This post is from our British partners at TheRiskyShift.com and can be found in its original form here.

Peter Solomon is a Master of Arts in International Political Economy candidate at King’s College London. Peter earned a bachelors degree from the University of Connecticut in English and Political Science. 

Securing the Swarm: New Dogs, Old Tricks

As the tide of automated warfare rises, optimists are already attempting to ride the wave.  I do so in Proceedings, suggesting possible paths of development for autonomous platforms, and at the Disruptive Thinkers blog Ben Kohlman and I imagine future scenarios in which automated platforms might be used. Admittedly, we often ignore the many ways our concepts can wipe out: particularly signals hijacking and spoofing of navigational systems. As illustrated by eavesdropping on Predator communications and the recent forced crash of a drone in Texas, determined enemies can steal information or cause mayhem if they break the code on combat robot (ComBot) operations.
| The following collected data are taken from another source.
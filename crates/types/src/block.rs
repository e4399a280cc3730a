//! Block header and chain events.
//!
//! The sync crates only need the parts of a header that identify a block and
//! commit to its world state, so [`BlockHeader`] carries just those fields.

use crate::{Error, Result, H256};
use rlp::{Decodable, DecoderError, Encodable, Rlp, RlpStream};
use serde::{Deserialize, Serialize};

/// A block header as seen by world-state synchronization.
#[derive(Debug, Clone, PartialEq, Eq, Default, Serialize, Deserialize)]
pub struct BlockHeader {
    /// Hash of the parent block (zero for genesis)
    pub parent_hash: H256,
    /// Block number (genesis is 0)
    pub number: u64,
    /// Root of the world-state trie after executing this block
    pub state_root: H256,
    /// Unix timestamp in seconds
    pub timestamp: u64,
}

impl BlockHeader {
    /// Creates a header for `number` committing to `state_root`.
    pub fn new(number: u64, parent_hash: H256, state_root: H256) -> Self {
        Self {
            parent_hash,
            number,
            state_root,
            timestamp: 0,
        }
    }

    /// Computes the hash of this block header.
    ///
    /// The hash is the Keccak256 of the RLP-encoded header.
    pub fn hash(&self) -> H256 {
        H256::keccak256(&rlp::encode(self))
    }

    /// Decodes a header from RLP bytes.
    pub fn rlp_decode(data: &[u8]) -> Result<Self> {
        rlp::decode(data).map_err(Error::RlpDecode)
    }
}

impl Encodable for BlockHeader {
    fn rlp_append(&self, s: &mut RlpStream) {
        s.begin_list(4);
        s.append(&self.parent_hash);
        s.append(&self.number);
        s.append(&self.state_root);
        s.append(&self.timestamp);
    }
}

impl Decodable for BlockHeader {
    fn decode(rlp: &Rlp<'_>) -> std::result::Result<Self, DecoderError> {
        if rlp.item_count()? != 4 {
            return Err(DecoderError::RlpIncorrectListLen);
        }
        Ok(Self {
            parent_hash: rlp.val_at(0)?,
            number: rlp.val_at(1)?,
            state_root: rlp.val_at(2)?,
            timestamp: rlp.val_at(3)?,
        })
    }
}

/// Notification published when a block is appended to the local chain.
#[derive(Debug, Clone, PartialEq, Eq)]
pub struct BlockAddedEvent {
    /// Header of the added block
    pub header: BlockHeader,
    /// Whether the block became the new canonical head
    pub is_new_canonical_head: bool,
}

impl BlockAddedEvent {
    /// Event for a block that extends the canonical chain.
    pub fn head_advanced(header: BlockHeader) -> Self {
        Self {
            header,
            is_new_canonical_head: true,
        }
    }

    /// Event for a block imported onto a side chain.
    pub fn fork(header: BlockHeader) -> Self {
        Self {
            header,
            is_new_canonical_head: false,
        }
    }

    /// Whether the block became the new canonical head.
    pub fn is_new_canonical_head(&self) -> bool {
        self.is_new_canonical_head
    }

    /// Number of the added block.
    pub fn block_number(&self) -> u64 {
        self.header.number
    }
}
Ideas for securing these advanced automated armadas can be found in some of the oldest methods in the book.

Paleo-Wireless: Communicating in the Swarm
In 2002, LtGen Paul Van Riper became famous for sinking the American fleet in a day during the Millennium Challenge exercise; he did so by veiling his intentions in a variety of wireless communications. We assume wireless to mean the transfer of data through the air via radio signals, but lights, hand signals, motorcycle couriers, and the like are all equally wireless.  These paleo-wireless technologies are just what ComBots need for signal security.
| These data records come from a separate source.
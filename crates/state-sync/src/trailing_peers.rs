//! Limit on peers that trail far behind the chain.
//!
//! Peers whose chains are behind the height we need are of little use while
//! syncing but still take connection slots. [`TrailingPeerLimiter`] keeps at
//! most a configured number of them, dropping the furthest behind first.

use protocore_config::SyncConfig;
use protocore_p2p::{DisconnectReason, EthPeers};
use protocore_types::BlockAddedEvent;
use std::fmt;
use std::sync::Arc;
use tracing::{debug, trace};

use crate::chain_events::{BlockAddedObserver, Blockchain, ChainEvents, ObserverSubscription};
use crate::sync_state::{SyncState, SyncTargetRequirements};

/// Default number of blocks between trailing-peer checks
pub const DEFAULT_RECHECK_INTERVAL: u64 = 100;

/// How far behind a peer may be, and how many such peers to keep.
#[derive(Debug, Clone, Copy, PartialEq, Eq)]
pub struct TrailingPeerRequirements {
    /// Peers with a known height below this are trailing
    pub minimum_height_to_be_up_to_date: u64,
    /// Trailing peers to keep. `u64::MAX` means no limit.
    pub max_trailing_peers: u64,
}

impl TrailingPeerRequirements {
    /// No limit on trailing peers
    pub const UNRESTRICTED: Self = Self {
        minimum_height_to_be_up_to_date: 0,
        max_trailing_peers: u64::MAX,
    };

    /// Create requirements
    pub fn new(minimum_height_to_be_up_to_date: u64, max_trailing_peers: u64) -> Self {
        Self {
            minimum_height_to_be_up_to_date,
            max_trailing_peers,
        }
    }

    /// Whether any number of trailing peers is allowed
    pub fn is_unrestricted(&self) -> bool {
        self.max_trailing_peers == u64::MAX
    }
}

impl fmt::Display for TrailingPeerRequirements {
    fn fmt(&self, f: &mut fmt::Formatter<'_>) -> fmt::Result {
        if self.is_unrestricted() {
            write!(f, "unrestricted")
        } else {
            write!(
                f,
                "at most {} peers below height {}",
                self.max_trailing_peers, self.minimum_height_to_be_up_to_date
            )
        }
    }
}

type RequirementsSupplier = Box<dyn Fn() -> TrailingPeerRequirements + Send + Sync>;

/// Disconnects the excess of peers trailing behind the required height.
pub struct TrailingPeerLimiter {
    eth_peers: Arc<EthPeers>,
    requirements: RequirementsSupplier,
    recheck_interval: u64,
}

impl TrailingPeerLimiter {
    /// Create a limiter over `eth_peers`. `requirements` is asked afresh on
    /// every check.
    pub fn new<F>(eth_peers: Arc<EthPeers>, requirements: F) -> Self
    where
        F: Fn() -> TrailingPeerRequirements + Send + Sync + 'static,
    {
        Self {
            eth_peers,
            requirements: Box::new(requirements),
            recheck_interval: DEFAULT_RECHECK_INTERVAL,
        }
    }

    /// Limiter driven by the current sync target, checking on the interval
    /// set in `config`
    pub fn for_sync_target(
        eth_peers: Arc<EthPeers>,
        sync_state: Arc<SyncState>,
        config: &SyncConfig,
    ) -> Self {
        let requirements = SyncTargetRequirements::new(sync_state, config).into_supplier();
        Self::new(eth_peers, requirements)
            .with_recheck_interval(config.trailing_peer_recheck_interval)
    }

    /// Check on every `interval`-th canonical block. Zero is treated as one.
    pub fn with_recheck_interval(mut self, interval: u64) -> Self {
        self.recheck_interval = interval.max(1);
        self
    }

    /// Blocks between checks
    pub fn recheck_interval(&self) -> u64 {
        self.recheck_interval
    }

    /// Subscribe the limiter to `events`. It stays subscribed until the
    /// returned guard is dropped.
    pub fn register(self: Arc<Self>, events: &Arc<ChainEvents>) -> ObserverSubscription {
        ObserverSubscription::new(events, self)
    }

    /// Disconnect trailing peers, lowest first, until no more than the allowed
    /// number remain. Peers with unknown height are never counted. Returns the
    /// number of peers disconnected.
    pub fn enforce_trailing_peer_limit(&self) -> usize {
        let requirements = (self.requirements)();
        if requirements.is_unrestricted() {
            return 0;
        }

        let minimum = requirements.minimum_height_to_be_up_to_date;
        let mut trailing: Vec<_> = self
            .eth_peers
            .available_peers()
            .into_iter()
            .filter_map(|peer| {
                let height = peer.chain_state().estimated_height()?;
                (height < minimum).then_some((height, peer))
            })
            .collect();
        trailing.sort_by_key(|(height, _)| *height);

        let excess = (trailing.len() as u64).saturating_sub(requirements.max_trailing_peers) as usize;
        trace!(
            %requirements,
            trailing = trailing.len(),
            excess,
            "Checking trailing peers"
        );
        for (_, peer) in trailing.into_iter().take(excess) {
            debug!(
                peer = %peer,
                "Enforcing trailing peers limit by disconnecting peer"
            );
            peer.disconnect(DisconnectReason::TooManyPeers);
        }
        excess
    }
}

impl BlockAddedObserver for TrailingPeerLimiter {
    fn on_block_added(&self, event: &BlockAddedEvent, _chain: &dyn Blockchain) {
        if event.is_new_canonical_head() && event.block_number() % self.recheck_interval == 0 {
            self.enforce_trailing_peer_limit();
        }
    }
}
ComBot vulnerabilities to wireless hacks are of particular concern for planners. Data connections to operators or potential connections between ComBots serve as a way for enemies to detect, destroy, or even hijack our assets.  While autonomy is the first step in solving the vulnerability of operator connections, ComBots in the future will work as communicating teams. Fewer opportunities will be provided for subversion by cutting the long link back to the operator  while maintaining the versatility of a small internally-communicating team. However, data communication between ComBots would still be vulnerable. Therefore, ComBots must learn from LtGen Van Riper and move to the wireless communications of the past. Just as ships at sea communicate by flags and lights when running silent or soldiers might whisper or motion to one another before breaching a doorway, ComBots can communicate via light, movement, or sound.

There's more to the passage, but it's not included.